Work order: Which lines of the listing below contain the word "usize"? Copy each of them.

Segment Start: Dataset records

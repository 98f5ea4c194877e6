use std::sync::Arc;

use axum::{
    extract::{Path, Query, State},
    http::StatusCode,
    Json,
};
use serde::Deserialize;
use serde_json::{json, Value};

use bus_memory::MemoryLayer;
use bus_protocol::memory_api::{
    AmbientRecallRequest, AnchorSaveRequest, CrystallizeRequest, CrystallizeResponse,
    GetCrystalsRequest, OkResponse, SearchRequest, SearchResponse, StoreMessageRequest,
    StoreMessageResponse, TextureAddRequest, TextureAddTripletRequest, TextureAddTripletResponse,
};

use crate::app::AppState;

type ApiError = (StatusCode, Json<Value>);

const DEFAULT_SEARCH_LIMIT: usize = 5;
const DEFAULT_CRYSTALS_COUNT: usize = 5;

fn auth_error(e: bus_token_gate::TokenGateError) -> ApiError {
    (StatusCode::UNAUTHORIZED, Json(json!({ "error": e.code(), "message": e.to_string() })))
}

fn memory_error(e: bus_memory::MemoryError) -> ApiError {
    (StatusCode::INTERNAL_SERVER_ERROR, Json(json!({ "error": e.code(), "message": e.to_string() })))
}

pub async fn ambient_recall(
    State(state): State<Arc<AppState>>,
    Json(req): Json<AmbientRecallRequest>,
) -> Result<Json<Value>, ApiError> {
    state.token_gate.validate(req.token.as_deref(), "ambient_recall").map_err(auth_error)?;
    let bundle = state
        .memory
        .ambient_recall(&req.context, req.limit_per_layer.unwrap_or(DEFAULT_SEARCH_LIMIT))
        .await
        .map_err(memory_error)?;
    Ok(Json(serde_json::to_value(bundle).unwrap_or(Value::Null)))
}

pub async fn raw_search(
    State(state): State<Arc<AppState>>,
    Json(req): Json<SearchRequest>,
) -> Result<Json<SearchResponse>, ApiError> {
    state.token_gate.validate(req.token.as_deref(), "raw_search").map_err(auth_error)?;
    let hits = state
        .memory
        .raw()
        .search(&req.query, req.limit.unwrap_or(DEFAULT_SEARCH_LIMIT))
        .await
        .map_err(memory_error)?;
    Ok(Json(SearchResponse { results: hits.into_iter().map(|h| json!(h)).collect() }))
}

pub async fn anchor_search(
    State(state): State<Arc<AppState>>,
    Json(req): Json<SearchRequest>,
) -> Result<Json<SearchResponse>, ApiError> {
    state.token_gate.validate(req.token.as_deref(), "anchor_search").map_err(auth_error)?;
    let hits = state
        .memory
        .anchors()
        .search(&req.query, req.limit.unwrap_or(DEFAULT_SEARCH_LIMIT))
        .await
        .map_err(memory_error)?;
    Ok(Json(SearchResponse { results: hits.into_iter().map(|h| json!(h)).collect() }))
}

pub async fn anchor_save(
    State(state): State<Arc<AppState>>,
    Json(req): Json<AnchorSaveRequest>,
) -> Result<Json<OkResponse>, ApiError> {
    state.token_gate.validate(req.token.as_deref(), "anchor_save").map_err(auth_error)?;
    state.memory.anchors().write_anchor(&req.title, &req.content).await.map_err(memory_error)?;
    Ok(Json(OkResponse { ok: true }))
}

pub async fn texture_search(
    State(state): State<Arc<AppState>>,
    Json(req): Json<SearchRequest>,
) -> Result<Json<SearchResponse>, ApiError> {
    state.token_gate.validate(req.token.as_deref(), "texture_search").map_err(auth_error)?;
    let hits = state
        .memory
        .graph()
        .search(&req.query, req.limit.unwrap_or(DEFAULT_SEARCH_LIMIT))
        .await
        .map_err(memory_error)?;
    Ok(Json(SearchResponse { results: hits.into_iter().map(|h| json!(h)).collect() }))
}

pub async fn texture_add(
    State(state): State<Arc<AppState>>,
    Json(req): Json<TextureAddRequest>,
) -> Result<Json<OkResponse>, ApiError> {
    state.token_gate.validate(req.token.as_deref(), "texture_add").map_err(auth_error)?;
    let metadata = req.channel.map(|c| json!({ "channel": c })).unwrap_or(Value::Null);
    state.memory.graph().store(&req.content, metadata).await.map_err(memory_error)?;
    Ok(Json(OkResponse { ok: true }))
}

pub async fn texture_add_triplet(
    State(state): State<Arc<AppState>>,
    Json(req): Json<TextureAddTripletRequest>,
) -> Result<Json<TextureAddTripletResponse>, ApiError> {
    state.token_gate.validate(req.token.as_deref(), "texture_add_triplet").map_err(auth_error)?;
    let edge = state
        .memory
        .graph()
        .add_triplet(
            &req.source,
            &req.relationship,
            &req.target,
            req.fact.as_deref(),
            req.source_type.as_deref(),
            req.target_type.as_deref(),
            "default",
        )
        .await
        .map_err(memory_error)?;
    Ok(Json(TextureAddTripletResponse { ok: true, edge_uuid: edge.uuid }))
}

#[derive(Deserialize)]
pub struct TokenQuery {
    token: Option<String>,
}

/// `DELETE /tools/texture_delete/{uuid}` carries no body (§6); the token
/// travels as a `?token=` query parameter instead.
pub async fn texture_delete(
    State(state): State<Arc<AppState>>,
    Path(uuid): Path<String>,
    Query(query): Query<TokenQuery>,
) -> Result<Json<OkResponse>, ApiError> {
    state.token_gate.validate(query.token.as_deref(), "texture_delete").map_err(auth_error)?;
    state.memory.graph().delete_edge(&uuid).await.map_err(memory_error)?;
    Ok(Json(OkResponse { ok: true }))
}

pub async fn crystallize(
    State(state): State<Arc<AppState>>,
    Json(req): Json<CrystallizeRequest>,
) -> Result<Json<CrystallizeResponse>, ApiError> {
    state.token_gate.validate(req.token.as_deref(), "crystallize").map_err(auth_error)?;
    state.memory.crystals().store(&req.content, Value::Null).await.map_err(memory_error)?;
    // `store` doesn't report the allocated number; re-derive it from the
    // top of the current set (R3: crystallize then get_crystals(k) yields
    // the highest number first among that set).
    let latest = state
        .memory
        .crystals()
        .search("", 1)
        .await
        .map_err(memory_error)?
        .pop()
        .and_then(|r| r.metadata.get("number").and_then(|n| n.as_u64()))
        .unwrap_or(0);
    Ok(Json(CrystallizeResponse { id: latest }))
}

pub async fn get_crystals(
    State(state): State<Arc<AppState>>,
    Json(req): Json<GetCrystalsRequest>,
) -> Result<Json<SearchResponse>, ApiError> {
    state.token_gate.validate(req.token.as_deref(), "get_crystals").map_err(auth_error)?;
    let hits = state
        .memory
        .crystals()
        .search("", req.count.unwrap_or(DEFAULT_CRYSTALS_COUNT))
        .await
        .map_err(memory_error)?;
    Ok(Json(SearchResponse { results: hits.into_iter().map(|h| json!(h)).collect() }))
}

/// `POST /tools/store_message` carries no `token` field in the wire
/// shape (§6) — it is the ledger append path workers use directly, not
/// a gated read/write RAG tool, so no gate check applies here.
pub async fn store_message(
    State(state): State<Arc<AppState>>,
    Json(req): Json<StoreMessageRequest>,
) -> Result<Json<StoreMessageResponse>, ApiError> {
    // `session_id` scopes the channel for callers that share one logical
    // stream across many turns (e.g. a terminal session) — it is not a
    // dedup key. Folding it into `external_id` would make the ledger
    // treat every turn after the first as a duplicate and silently drop
    // it, so it's appended to the channel tag instead and `external_id`
    // stays `None`.
    let channel = match &req.session_id {
        Some(sid) => format!("{}:{sid}", req.channel),
        None => req.channel,
    };
    let outcome = state
        .ledger
        .append(bus_ledger::NewMessage {
            external_id: None,
            channel,
            author_id: 0,
            author_name: req.author_name,
            content: req.content,
            is_self: req.is_self,
            is_bot: req.is_self,
        })
        .map_err(|e| memory_error(bus_memory::MemoryError::Ledger(e)))?;
    Ok(Json(StoreMessageResponse { id: outcome.id() }))
}
use thiserror::Error;

#[derive(Debug, Error)]
pub enum DispatcherError {
    #[error("ledger error: {0}")]
    Ledger(#[from] bus_ledger::LedgerError),
    #[error("claim store error: {0}")]
    Claims(#[from] bus_claims::ClaimError),
    #[error("active-mode error: {0}")]
    ActiveMode(#[from] bus_active_mode::ActiveModeError),
    #[error("memory router error: {0}")]
    Memory(#[from] bus_memory::MemoryError),
    #[error("invoker error: {0}")]
    Invoker(#[from] bus_invoker::InvokerError),
    #[error("channel actor is no longer running")]
    ChannelClosed,
}

impl DispatcherError {
    pub fn code(&self) -> &'static str {
        match self {
            DispatcherError::Ledger(_) => "ledger_error",
            DispatcherError::Claims(_) => "claims_error",
            DispatcherError::ActiveMode(_) => "active_mode_error",
            DispatcherError::Memory(_) => "memory_error",
            DispatcherError::Invoker(_) => "invoker_error",
            DispatcherError::ChannelClosed => "channel_closed",
        }
    }
}

pub type Result<T> = std::result::Result<T, DispatcherError>;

Segment End: Dataset records

Answer to this exercise:
const DEFAULT_SEARCH_LIMIT: usize = 5;
const DEFAULT_CRYSTALS_COUNT: usize = 5;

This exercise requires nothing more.